* EXERCISE DESCRIPTION *
State how many lines of the entries below hold the word "positives"; reply with nothing but the number.
□ □ □ □
//! Provider Contract Tests
//!
//! These tests verify the HTTP contract of each built-in provider against a
//! mock server:
//! - request path, query parameters and auth headers
//! - response normalization into metrics
//! - not-found handling
//! - error status and malformed body mapping to ProviderError

use std::sync::Arc;
use std::time::Duration;

use ioc_intel::providers::{
    AbuseIpDbConfig, AbuseIpDbProvider, OtxConfig, OtxProvider, UrlscanConfig, UrlscanProvider,
    VirusTotalConfig, VirusTotalProvider,
};
use ioc_intel::{
    classify, AnalysisConfig, Analyzer, LookupResponse, OutcomeState, ProviderError,
    ThreatProvider, Verdict,
};
use serde_json::json;
use wiremock::matchers::{header, method, path, query_param};
use wiremock::{Mock, MockServer, ResponseTemplate};

const MD5: &str = "44d88612fea8a8f36de82e1278abb02f";

fn found_metrics(response: LookupResponse) -> ioc_intel::Metrics {
    match response {
        LookupResponse::Found { metrics, .. } => metrics,
        other => panic!("expected Found, got {other:?}"),
    }
}

// ────────────────────────────────────────────────────────────────────────────
// VirusTotal
// ────────────────────────────────────────────────────────────────────────────

#[tokio::test]
async fn virustotal_file_report_found() {
    let mock_server = MockServer::start().await;

    Mock::given(method("GET"))
        .and(path("/vtapi/v2/file/report"))
        .and(query_param("apikey", "test-key"))
        .and(query_param("resource", MD5))
        .respond_with(ResponseTemplate::new(200).set_body_json(json!({
            "response_code": 1,
            "positives": 15,
            "total": 70,
            "scan_date": "2024-05-01 10:00:00"
        })))
        .expect(1)
        .mount(&mock_server)
        .await;

    let provider =
        VirusTotalProvider::new(VirusTotalConfig::new("test-key").with_base_url(mock_server.uri()));
    let indicator = classify(MD5).expect("md5");

    let metrics = found_metrics(provider.lookup(&indicator).await.expect("lookup"));
    assert_eq!(metrics.number("malicious_count"), Some(15.0));
    assert_eq!(metrics.number("total_count"), Some(70.0));
}

#[tokio::test]
async fn virustotal_unknown_resource_is_not_found() {
    let mock_server = MockServer::start().await;

    Mock::given(method("GET"))
        .and(path("/vtapi/v2/ip-address/report"))
        .and(query_param("ip", "203.0.113.9"))
        .respond_with(ResponseTemplate::new(200).set_body_json(json!({
            "response_code": 0,
            "verbose_msg": "Missing IP address"
        })))
        .mount(&mock_server)
        .await;

    let provider =
        VirusTotalProvider::new(VirusTotalConfig::new("test-key").with_base_url(mock_server.uri()));
    let indicator = classify("203.0.113.9").expect("ip");

    let response = provider.lookup(&indicator).await.expect("lookup");
    assert!(matches!(response, LookupResponse::NotFound { .. }));
}

#[tokio::test]
async fn virustotal_rate_limit_maps_to_rate_limited() {
    let mock_server = MockServer::start().await;

    Mock::given(method("GET"))
        .and(path("/vtapi/v2/domain/report"))
        .respond_with(ResponseTemplate::new(429))
        .mount(&mock_server)
        .await;

    let provider =
        VirusTotalProvider::new(VirusTotalConfig::new("test-key").with_base_url(mock_server.uri()));
    let indicator = classify("evil.example.com").expect("domain");

    let err = provider.lookup(&indicator).await.unwrap_err();
    assert!(matches!(err, ProviderError::RateLimited(_)), "got {err:?}");
}

#[tokio::test]
async fn virustotal_server_error_does_not_leak_key() {
    let mock_server = MockServer::start().await;

    Mock::given(method("GET"))
        .and(path("/vtapi/v2/url/report"))
        .respond_with(ResponseTemplate::new(500))
        .mount(&mock_server)
        .await;

    let provider = VirusTotalProvider::new(
        VirusTotalConfig::new("super-secret").with_base_url(mock_server.uri()),
    );
    let indicator = classify("https://evil.example.com/payload").expect("url");

    let err = provider.lookup(&indicator).await.unwrap_err();
    assert!(matches!(err, ProviderError::Http(_)));
    assert!(!err.to_string().contains("super-secret"));
}

// ────────────────────────────────────────────────────────────────────────────
// AbuseIPDB
// ────────────────────────────────────────────────────────────────────────────

#[tokio::test]
async fn abuseipdb_ip_check_found() {
    let mock_server = MockServer::start().await;

    Mock::given(method("GET"))
        .and(path("/api/v2/check"))
        .and(header("Key", "test-key"))
        .and(query_param("ipAddress", "185.220.101.1"))
        .and(query_param("maxAgeInDays", "90"))
        .respond_with(ResponseTemplate::new(200).set_body_json(json!({
            "data": {
                "ipAddress": "185.220.101.1",
                "abuseConfidenceScore": 100,
                "isTor": true,
                "isPublic": true
            }
        })))
        .expect(1)
        .mount(&mock_server)
        .await;

    let provider =
        AbuseIpDbProvider::new(AbuseIpDbConfig::new("test-key").with_base_url(mock_server.uri()));
    let indicator = classify("185.220.101.1").expect("ip");

    let metrics = found_metrics(provider.lookup(&indicator).await.expect("lookup"));
    assert_eq!(metrics.number("abuse_confidence"), Some(100.0));
    assert_eq!(metrics.flag("is_tor"), Some(true));
}

#[tokio::test]
async fn abuseipdb_domain_uses_block_check() {
    let mock_server = MockServer::start().await;

    Mock::given(method("GET"))
        .and(path("/api/v2/check-block"))
        .and(query_param("network", "evil.example.com"))
        .respond_with(ResponseTemplate::new(200).set_body_json(json!({
            "data": {"abuseConfidenceScore": 40}
        })))
        .expect(1)
        .mount(&mock_server)
        .await;

    let provider =
        AbuseIpDbProvider::new(AbuseIpDbConfig::new("test-key").with_base_url(mock_server.uri()));
    let indicator = classify("Evil.Example.com").expect("domain");

    let metrics = found_metrics(provider.lookup(&indicator).await.expect("lookup"));
    assert_eq!(metrics.number("abuse_confidence"), Some(40.0));
}

#[tokio::test]
async fn abuseipdb_404_is_not_found() {
    let mock_server = MockServer::start().await;

    Mock::given(method("GET"))
        .and(path("/api/v2/check"))
        .respond_with(ResponseTemplate::new(404))
        .mount(&mock_server)
        .await;

    let provider =
        AbuseIpDbProvider::new(AbuseIpDbConfig::new("test-key").with_base_url(mock_server.uri()));
    let indicator = classify("198.51.100.7").expect("ip");

    let response = provider.lookup(&indicator).await.expect("lookup");
    assert!(matches!(response, LookupResponse::NotFound { .. }));
}

#[tokio::test]
async fn abuseipdb_missing_data_is_parse_error() {
    let mock_server = MockServer::start().await;

    Mock::given(method("GET"))
        .and(path("/api/v2/check"))
        .respond_with(ResponseTemplate::new(200).set_body_json(json!({"errors": []})))
        .mount(&mock_server)
        .await;

    let provider =
        AbuseIpDbProvider::new(AbuseIpDbConfig::new("test-key").with_base_url(mock_server.uri()));
    let indicator = classify("198.51.100.7").expect("ip");

    let err = provider.lookup(&indicator).await.unwrap_err();
    assert!(matches!(err, ProviderError::Parse(_)));
}

// ────────────────────────────────────────────────────────────────────────────
// OTX
// ────────────────────────────────────────────────────────────────────────────

#[tokio::test]
async fn otx_ipv4_general_found() {
    let mock_server = MockServer::start().await;

    Mock::given(method("GET"))
        .and(path("/api/v1/indicators/IPv4/185.220.101.1/general"))
        .and(header("X-OTX-API-KEY", "test-key"))
        .respond_with(ResponseTemplate::new(200).set_body_json(json!({
            "pulse_info": {"count": 120},
            "reputation": -75,
            "tags": ["tor", "Brute Force"]
        })))
        .expect(1)
        .mount(&mock_server)
        .await;

    let provider = OtxProvider::new(OtxConfig::new("test-key").with_base_url(mock_server.uri()));
    let indicator = classify("185.220.101.1").expect("ip");

    let metrics = found_metrics(provider.lookup(&indicator).await.expect("lookup"));
    assert_eq!(metrics.number("pulse_count"), Some(120.0));
    assert_eq!(metrics.number("reputation"), Some(-75.0));
    assert_eq!(metrics.tags("tags").map(<[String]>::len), Some(2));
}

#[tokio::test]
async fn otx_404_is_not_found() {
    let mock_server = MockServer::start().await;

    Mock::given(method("GET"))
        .and(path("/api/v1/indicators/domain/unknown.example.org/general"))
        .respond_with(ResponseTemplate::new(404))
        .mount(&mock_server)
        .await;

    let provider = OtxProvider::new(OtxConfig::new("test-key").with_base_url(mock_server.uri()));
    let indicator = classify("unknown.example.org").expect("domain");

    let response = provider.lookup(&indicator).await.expect("lookup");
    assert!(matches!(response, LookupResponse::NotFound { .. }));
}

#[tokio::test]
async fn otx_non_json_body_is_parse_error() {
    let mock_server = MockServer::start().await;

    Mock::given(method("GET"))
        .and(path(format!("/api/v1/indicators/file/{MD5}/general")))
        .respond_with(ResponseTemplate::new(200).set_body_string("<html>maintenance</html>"))
        .mount(&mock_server)
        .await;

    let provider = OtxProvider::new(OtxConfig::new("test-key").with_base_url(mock_server.uri()));
    let indicator = classify(MD5).expect("md5");

    let err = provider.lookup(&indicator).await.unwrap_err();
    assert!(matches!(err, ProviderError::Parse(_)));
}

// ────────────────────────────────────────────────────────────────────────────
// urlscan.io
// ────────────────────────────────────────────────────────────────────────────

#[tokio::test]
async fn urlscan_domain_search_found() {
    let mock_server = MockServer::start().await;

    Mock::given(method("GET"))
        .and(path("/api/v1/search/"))
        .and(query_param("q", "domain:\"evil.example.com\""))
        .and(query_param("size", "10"))
        .and(header("API-Key", "test-key"))
        .respond_with(ResponseTemplate::new(200).set_body_json(json!({
            "results": [
                {"page": {"domain": "evil.example.com"}},
                {"page": {"domain": "evil.example.com"}},
                {"page": {"domain": "evil.example.com"}}
            ],
            "total": 3
        })))
        .expect(1)
        .mount(&mock_server)
        .await;

    let provider =
        UrlscanProvider::new(UrlscanConfig::new("test-key").with_base_url(mock_server.uri()));
    let indicator = classify("evil.example.com").expect("domain");

    let metrics = found_metrics(provider.lookup(&indicator).await.expect("lookup"));
    assert_eq!(metrics.number("scan_count"), Some(3.0));
}

#[tokio::test]
async fn urlscan_works_without_key_and_empty_results_are_not_found() {
    let mock_server = MockServer::start().await;

    Mock::given(method("GET"))
        .and(path("/api/v1/search/"))
        .respond_with(ResponseTemplate::new(200).set_body_json(json!({"results": [], "total": 0})))
        .expect(1)
        .mount(&mock_server)
        .await;

    let provider =
        UrlscanProvider::new(UrlscanConfig::default().with_base_url(mock_server.uri()));
    assert!(provider.is_configured());
    let indicator = classify("https://quiet.example.net/").expect("url");

    let response = provider.lookup(&indicator).await.expect("lookup");
    assert!(matches!(response, LookupResponse::NotFound { .. }));
}

// ────────────────────────────────────────────────────────────────────────────
// End to end
// ────────────────────────────────────────────────────────────────────────────

#[tokio::test]
async fn all_providers_against_one_server() {
    let mock_server = MockServer::start().await;

    Mock::given(method("GET"))
        .and(path("/vtapi/v2/domain/report"))
        .respond_with(ResponseTemplate::new(200).set_body_json(json!({
            "response_code": 1, "positives": 15, "total": 70
        })))
        .mount(&mock_server)
        .await;
    Mock::given(method("GET"))
        .and(path("/api/v2/check-block"))
        .respond_with(ResponseTemplate::new(200).set_body_json(json!({
            "data": {"abuseConfidenceScore": 85}
        })))
        .mount(&mock_server)
        .await;
    Mock::given(method("GET"))
        .and(path("/api/v1/indicators/domain/evil.example.com/general"))
        .respond_with(ResponseTemplate::new(200).set_body_json(json!({
            "pulse_info": {"count": 45}, "reputation": -60
        })))
        .mount(&mock_server)
        .await;
    Mock::given(method("GET"))
        .and(path("/api/v1/search/"))
        .respond_with(ResponseTemplate::new(503))
        .mount(&mock_server)
        .await;

    let base = mock_server.uri();
    let providers: Vec<Arc<dyn ThreatProvider>> = vec![
        Arc::new(VirusTotalProvider::new(
            VirusTotalConfig::new("k").with_base_url(&base),
        )),
        Arc::new(AbuseIpDbProvider::new(
            AbuseIpDbConfig::new("k").with_base_url(&base),
        )),
        Arc::new(OtxProvider::new(OtxConfig::new("k").with_base_url(&base))),
        Arc::new(UrlscanProvider::new(
            UrlscanConfig::new("k").with_base_url(&base),
        )),
    ];
    let analyzer = Analyzer::new(AnalysisConfig::default(), providers).expect("analyzer");
    let indicator = classify("evil.example.com").expect("domain");

    let outcomes = analyzer.query(&indicator).await;
    assert_eq!(outcomes.len(), 4);
    assert_eq!(outcomes["urlscan"].state, OutcomeState::Failed);

    let result = analyzer.aggregate(&outcomes);
    assert_eq!(result.verdict, Verdict::Malicious);
    assert!((result.confidence_score - 0.875).abs() < 1e-9);
    assert!(!result.per_provider_scores.contains_key("urlscan"));
}

#[tokio::test]
async fn slow_provider_times_out_as_failed() {
    let mock_server = MockServer::start().await;

    Mock::given(method("GET"))
        .and(path("/api/v1/search/"))
        .respond_with(
            ResponseTemplate::new(200)
                .set_body_json(json!({"results": []}))
                .set_delay(Duration::from_secs(5)),
        )
        .mount(&mock_server)
        .await;

    let provider = UrlscanProvider::new(
        UrlscanConfig::default()
            .with_base_url(mock_server.uri())
            .with_timeout(Duration::from_millis(200)),
    );
    let analyzer =
        Analyzer::new(AnalysisConfig::default(), vec![Arc::new(provider)]).expect("analyzer");
    let indicator = classify("slow.example.com").expect("domain");

    let outcomes = analyzer.query(&indicator).await;
    assert_eq!(outcomes["urlscan"].state, OutcomeState::Failed);
}
//! Error types for iocscope.

use ioc_intel::{ClassificationError, ConfigError};

/// Top-level error type for the iocscope service and CLI.
#[derive(Debug, thiserror::Error)]
pub enum ScopeError {
    /// Configuration file or settings error.
    #[error("config error: {0}")]
    Config(String),

    /// I/O error.
    #[error("I/O error: {0}")]
    Io(#[from] std::io::Error),

    /// The input is not a recognizable indicator.
    #[error("classification error: {0}")]
    Classification(#[from] ClassificationError),

    /// The analysis engine rejected its configuration.
    #[error(transparent)]
    Intel(#[from] ConfigError),

    /// Batch request rejected before any lookup.
    #[error("batch error: {0}")]
    Batch(String),
}

/// Convenience result type.
pub type Result<T> = std::result::Result<T, ScopeError>;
□ □ □ □
* SOLUTION TO THIS EXERCISE *
2